*** Material provided Section Begins ***

//! kiln: incremental build orchestration for C and C++ workspaces.
//!
//! A workspace file lists projects; each project file declares its sources,
//! settings and dependencies in the kiln config language. Building a project
//! works out which sources changed since the last successful build, asks a
//! toolchain for compile and link tasks, and runs them on a job graph.
//!
//! Pipeline: load workspace → load projects → order dependencies →
//!           check staleness → schedule tasks → commit manifest.

pub mod builder;
pub mod cli;
pub mod command;
pub mod hash;
pub mod report;
pub mod state;
pub mod task;
pub mod toolchain;
pub mod version;
pub mod workspace;
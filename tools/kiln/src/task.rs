//! Build tasks: the units of work a toolchain hands to the builder.
//!
//! Each task is tagged with the stage it belongs to and whether it may run
//! alongside its siblings. The builder turns them into scheduler jobs.

use std::fmt;
use std::path::{Path, PathBuf};
use std::process::Command;

use anyhow::{Context, Result, bail};

use crate::command::ToolCommand;
use crate::state::{MessageLog, parse_compiler_messages};
use crate::report::{self, detail, status};

/// Stage of a target build. Stages run strictly in this order.
#[derive(Debug, Clone, Copy, PartialEq, Eq, PartialOrd, Ord, Hash)]
pub enum BuildStage {
    /// Work that must precede compilation, such as generated sources.
    PreBuild,
    /// Per-file compilation.
    Compile,
    /// Archiving or linking the target's artifact.
    Link,
    /// The project's post-build commands.
    PostBuild,
}

impl BuildStage {
    /// Every stage, in execution order.
    pub const ALL: [BuildStage; 4] = [
        BuildStage::PreBuild,
        BuildStage::Compile,
        BuildStage::Link,
        BuildStage::PostBuild,
    ];
}

impl fmt::Display for BuildStage {
    fn fmt(&self, f: &mut fmt::Formatter<'_>) -> fmt::Result {
        let name = match self {
            BuildStage::PreBuild => "pre-build",
            BuildStage::Compile => "compile",
            BuildStage::Link => "link",
            BuildStage::PostBuild => "post-build",
        };
        f.write_str(name)
    }
}

/// One unit of build work.
pub trait BuildTask: Send {
    /// Short human-readable label, used in failure reports.
    fn description(&self) -> String;

    /// Stage this task belongs to.
    fn stage(&self) -> BuildStage;

    /// Whether the task may run concurrently with others in its stage.
    fn can_run_in_parallel(&self) -> bool;

    /// Whether the task wants an `[index/total]` progress position.
    fn should_give_job_index(&self) -> bool {
        false
    }

    /// Receive the progress position; `index` is 1-based.
    fn set_task_progress(&mut self, _index: usize, _total: usize) {}

    /// Run the task.
    fn execute(&mut self) -> Result<()>;
}

/// Runs one shell command line through the platform shell.
pub struct ShellCommandTask {
    stage: BuildStage,
    command: String,
    directory: PathBuf,
}

impl ShellCommandTask {
    /// A command run in `directory` during `stage`.
    pub fn new(stage: BuildStage, command: impl Into<String>, directory: impl Into<PathBuf>) -> Self {
        Self {
            stage,
            command: command.into(),
            directory: directory.into(),
        }
    }
}

/// Run `line` through `sh -c` (or `cmd /C`) in `directory`.
pub fn run_shell(line: &str, directory: &Path) -> Result<()> {
    let mut cmd = if cfg!(windows) {
        let mut c = Command::new("cmd");
        c.arg("/C").arg(line);
        c
    } else {
        let mut c = Command::new("sh");
        c.arg("-c").arg(line);
        c
    };
    let status = cmd
        .current_dir(directory)
        .status()
        .with_context(|| format!("failed to spawn shell for '{line}'"))?;
    if !status.success() {
        bail!("command '{line}' failed with {status}");
    }
    Ok(())
}

impl BuildTask for ShellCommandTask {
    fn description(&self) -> String {
        self.command.clone()
    }

    fn stage(&self) -> BuildStage {
        self.stage
    }

    fn can_run_in_parallel(&self) -> bool {
        false
    }

    fn execute(&mut self) -> Result<()> {
        status!("  Running {}", self.command);
        run_shell(&self.command, &self.directory)
    }
}

/// Compiles one source file to one object file.
///
/// Diagnostics the compiler prints are parsed and stored in the shared
/// [`MessageLog`] under the source path; the builder reports them once the
/// stage is over.
pub struct CompileTask {
    source: PathBuf,
    object: PathBuf,
    command: ToolCommand,
    progress: Option<(usize, usize)>,
    messages: MessageLog,
}

impl CompileTask {
    /// Compile `source` into `object` by running `command`.
    pub fn new(
        source: impl Into<PathBuf>,
        object: impl Into<PathBuf>,
        command: ToolCommand,
        messages: MessageLog,
    ) -> Self {
        Self {
            source: source.into(),
            object: object.into(),
            command,
            progress: None,
            messages,
        }
    }
}

impl BuildTask for CompileTask {
    fn description(&self) -> String {
        format!("compile {}", self.source.display())
    }

    fn stage(&self) -> BuildStage {
        BuildStage::Compile
    }

    fn can_run_in_parallel(&self) -> bool {
        true
    }

    fn should_give_job_index(&self) -> bool {
        true
    }

    fn set_task_progress(&mut self, index: usize, total: usize) {
        self.progress = Some((index, total));
    }

    fn execute(&mut self) -> Result<()> {
        let name = self
            .source
            .file_name()
            .map_or_else(|| self.source.display().to_string(), |n| n.to_string_lossy().into_owned());
        match self.progress {
            Some((index, total)) => status!("  [{index}/{total}] Compiling {name}"),
            None => status!("  Compiling {name}"),
        }
        detail!("    {}", self.command);

        if let Some(parent) = self.object.parent() {
            std::fs::create_dir_all(parent)
                .with_context(|| format!("failed to create {}", parent.display()))?;
        }

        let output = self.command.run()?;
        let mut text = String::from_utf8_lossy(&output.stdout).into_owned();
        text.push_str(&String::from_utf8_lossy(&output.stderr));
        let messages = parse_compiler_messages(&text);
        let parsed_any = !messages.is_empty();
        self.messages.record(&self.source, messages);

        if !output.status.success() {
            if !parsed_any {
                report::tool_output(&text);
            }
            bail!("failed to compile {}", self.source.display());
        }
        Ok(())
    }
}

/// Runs an archiver or linker to produce a target's artifact.
pub struct ToolTask {
    verb: &'static str,
    output: PathBuf,
    command: ToolCommand,
    replace_output: bool,
}

impl ToolTask {
    /// Link step producing `output`.
    pub fn link(output: impl Into<PathBuf>, command: ToolCommand) -> Self {
        Self {
            verb: "link",
            output: output.into(),
            command,
            replace_output: false,
        }
    }

    /// Archive step producing `output`. An existing archive is removed
    /// first so stale members do not survive.
    pub fn archive(output: impl Into<PathBuf>, command: ToolCommand) -> Self {
        Self {
            verb: "archive",
            output: output.into(),
            command,
            replace_output: true,
        }
    }
}

impl BuildTask for ToolTask {
    fn description(&self) -> String {
        format!("{} {}", self.verb, self.output.display())
    }

    fn stage(&self) -> BuildStage {
        BuildStage::Link
    }

    fn can_run_in_parallel(&self) -> bool {
        false
    }

    fn execute(&mut self) -> Result<()> {
        let name = self
            .output
            .file_name()
            .map_or_else(|| self.output.display().to_string(), |n| n.to_string_lossy().into_owned());
        let verb = if self.verb == "archive" { "Archiving" } else { "Linking" };
        status!("  {verb} {name}");
        detail!("    {}", self.command);

        if let Some(parent) = self.output.parent() {
            std::fs::create_dir_all(parent)
                .with_context(|| format!("failed to create {}", parent.display()))?;
        }
        if self.replace_output && self.output.exists() {
            std::fs::remove_file(&self.output)
                .with_context(|| format!("failed to remove {}", self.output.display()))?;
        }
        self.command.run_checked(self.verb)?;
        Ok(())
    }
}

#[cfg(test)]
mod tests {
    use super::*;
    use crate::state::FileInfo;

    #[test]
    fn stages_are_ordered() {
        let mut stages = BuildStage::ALL.to_vec();
        stages.sort();
        assert_eq!(stages, BuildStage::ALL);
        assert!(BuildStage::PreBuild < BuildStage::PostBuild);
        assert_eq!(BuildStage::Link.to_string(), "link");
    }

    #[test]
    fn task_flags() {
        let compile = CompileTask::new("a.c", "a.o", ToolCommand::new("cc", "a.c"), MessageLog::default());
        assert!(compile.can_run_in_parallel());
        assert!(compile.should_give_job_index());
        assert_eq!(compile.stage(), BuildStage::Compile);

        let link = ToolTask::link("app", ToolCommand::new("cc", "app"));
        assert!(!link.can_run_in_parallel());
        assert!(!link.should_give_job_index());
        assert_eq!(link.stage(), BuildStage::Link);

        let shell = ShellCommandTask::new(BuildStage::PostBuild, "true", ".");
        assert!(!shell.can_run_in_parallel());
        assert_eq!(shell.stage(), BuildStage::PostBuild);
    }

    #[cfg(unix)]
    #[test]
    fn shell_command_reports_failure() {
        let dir = tempfile::tempdir().unwrap();
        let mut ok = ShellCommandTask::new(BuildStage::PreBuild, "echo hi > marker.txt", dir.path());
        ok.execute().unwrap();
        assert!(dir.path().join("marker.txt").exists());

        let mut failing = ShellCommandTask::new(BuildStage::PreBuild, "exit 3", dir.path());
        let err = failing.execute().unwrap_err();
        assert!(err.to_string().contains("exit 3"), "{err}");
    }

    #[cfg(unix)]
    #[test]
    fn compile_task_collects_messages_from_failed_run() {
        let dir = tempfile::tempdir().unwrap();
        let script = "echo 'src/a.c:4:2: error: unknown type name' >&2; exit 1";
        let mut cmd = ToolCommand::new("sh", "a.c");
        cmd.arg("-c").arg(script);
        let log = MessageLog::default();
        let mut task = CompileTask::new("src/a.c", dir.path().join("obj/a.o"), cmd, log.clone());
        task.set_task_progress(1, 1);

        let err = task.execute().unwrap_err();
        assert!(err.to_string().contains("failed to compile src/a.c"), "{err}");
        assert!(dir.path().join("obj").is_dir());

        let mut files = vec![FileInfo::new("src/a.c", dir.path().join("obj/a.o"))];
        log.attach(&mut files);
        assert_eq!(files[0].messages.len(), 1);
        assert_eq!(files[0].messages[0].line, 4);
    }
}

*** Material provided Section Ends ***

» Task item
All that is needed is the opening run of the data, given again exactly: please include every line from the first through the line with "order dependencies →", both ends kept.

» Answer space
//! kiln: incremental build orchestration for C and C++ workspaces.
//!
//! A workspace file lists projects; each project file declares its sources,
//! settings and dependencies in the kiln config language. Building a project
//! works out which sources changed since the last successful build, asks a
//! toolchain for compile and link tasks, and runs them on a job graph.
//!
//! Pipeline: load workspace → load projects → order dependencies →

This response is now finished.